NOTES TO CONDENSED CONSOLIDATED FINANCIAL STATEMENTS

Note 1    Basis of Presentation and General

Basis of Presentation

The accompanying condensed consolidated financial statements have been prepared in accordance with the instructions to Form 10-Q of the United States Securities and Exchange Commission (“SEC”) and reflect all adjustments and accruals of a normal recurring nature, which management believes are necessary to present fairly the financial position, results of operations, comprehensive income and cash flows of Caleres, Inc. ("the Company"). These statements, however, do not include all information and footnotes necessary for a complete presentation of the Company’s consolidated financial position, results of operations, comprehensive income and cash flows in conformity with generally accepted accounting principles in the United States (“GAAP”).
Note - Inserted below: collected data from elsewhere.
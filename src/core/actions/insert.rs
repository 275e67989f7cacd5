use regex::Captures;
use tracing::info;
use crate::core::error::DbError;
use crate::core::result::QueryResult;
use crate::core::sql::Parser;
use crate::core::types::Row;
use super::{parenthesized_groups, split_top_level, DbAction, ExecutionContext};

/// INSERT INTO table [(col, ...)] VALUES (...), (...)
#[derive(Debug)]
pub struct InsertInto {
    table: String,
    columns: Option<Vec<String>>,
    rows: Vec<String>,
}

impl InsertInto {
    pub fn from_match(captures: &Captures<'_>) -> Result<Self, DbError> {
        let table = captures
            .name("TableName")
            .map(|m| m.as_str().to_string())
            .ok_or_else(|| DbError::SqlError("期望表名".to_string()))?;
        let columns = captures.name("Columns").map(|m| split_top_level(m.as_str()));
        let rows = parenthesized_groups(captures.name("Values").map_or("", |m| m.as_str()))?;
        if rows.is_empty() {
            return Err(DbError::SqlError("INSERT 缺少 VALUES".to_string()));
        }
        Ok(InsertInto { table, columns, rows })
    }
}

impl DbAction for InsertInto {
    fn name(&self) -> &'static str {
        "INSERT"
    }

    fn execute(&mut self, ctx: &mut ExecutionContext<'_>) -> Result<QueryResult, DbError> {
        let database = ctx.database()?;
        let columns = match &self.columns {
            Some(columns) => columns.clone(),
            None => ctx.store.get_schema(&database, &self.table)?.column_names(),
        };

        // 先解析全部行，语法错误时不插入任何数据
        let mut parser = Parser::new();
        let mut rows = Vec::with_capacity(self.rows.len());
        for raw in &self.rows {
            let values = parser.parse_values(raw)?;
            if values.len() != columns.len() {
                return Err(DbError::SqlError(format!(
                    "每行值的数量必须与列数一致: 期望 {}, 实际 {}",
                    columns.len(),
                    values.len()
                )));
            }
            rows.push(columns.iter().cloned().zip(values).collect::<Row>());
        }

        let mut inserted = 0;
        for row in rows {
            ctx.store.insert_row(&database, &self.table, row)?;
            inserted += 1;
        }
        info!("Rows affected: {}", inserted);
        Ok(QueryResult::message(format!("{} row(s) affected", inserted)))
    }
}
The condensed consolidated financial statements include the accounts of the Company and its wholly-owned and majority-owned subsidiaries, after the elimination of intercompany accounts and transactions.
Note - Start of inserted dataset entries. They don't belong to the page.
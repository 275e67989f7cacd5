use anyhow::Result;
use clap::Parser;
use simple_rdb::cli::Cli;
use tracing_subscriber::EnvFilter;

fn main() -> Result<()> {
    let cli = Cli::parse();

    // RUST_LOG 优先于 --log-level
    let filter = EnvFilter::try_from_default_env()
        .unwrap_or_else(|_| EnvFilter::new(cli.log_level.as_str()));
    tracing_subscriber::fmt()
        .with_env_filter(filter)
        .with_writer(std::io::stderr)
        .init();

    cli.run()?;
    Ok(())
}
The Company’s business is seasonal in nature due to consumer spending patterns, with higher back-to-school and holiday season sales.  Although the third fiscal quarter has historically accounted for a substantial portion of the Company’s earnings for the year, the Company has experienced more equal distribution among the quarters in recent years. Interim results may not necessarily be indicative of results which may be expected for any other interim period or for the year as a whole.

The accompanying condensed consolidated financial statements and footnotes should be read in conjunction with the consolidated financial statements and footnotes included in the Company’s Annual Report on Form 10-K for the year ended January 31, 2026.

Certain prior period amounts in the notes to the consolidated financial statements have been reclassified to the current period presentation. These reclassifications did not affect net earnings attributable to Caleres, Inc.

Use of Estimates

The preparation of financial statements in conformity with GAAP requires management to make estimates and assumptions that affect the amounts reported in the condensed consolidated financial statements and accompanying notes. Actual results could differ from those estimates.

Noncontrolling Interests

Noncontrolling interests in the Company’s condensed consolidated financial statements result from the accounting for noncontrolling interests in partially-owned consolidated subsidiaries or affiliates. The Company has a joint venture with Brand Investment Holding Limited (“Brand Investment Holding”), a member of the Gemkell Group, to sell Sam Edelman, Naturalizer and other branded footwear in China. The Company and Brand Investment Holding are each 50% owners of the joint venture, which is named CLT Brand Solutions (“CLT”). During the thirteen weeks ended May 2, 2026 and May 3, 2025, capital contributions of $1.7 million and $3.5 million were made to CLT, including $0.9 million and $1.8 million received from Brand Investment Holding, respectively.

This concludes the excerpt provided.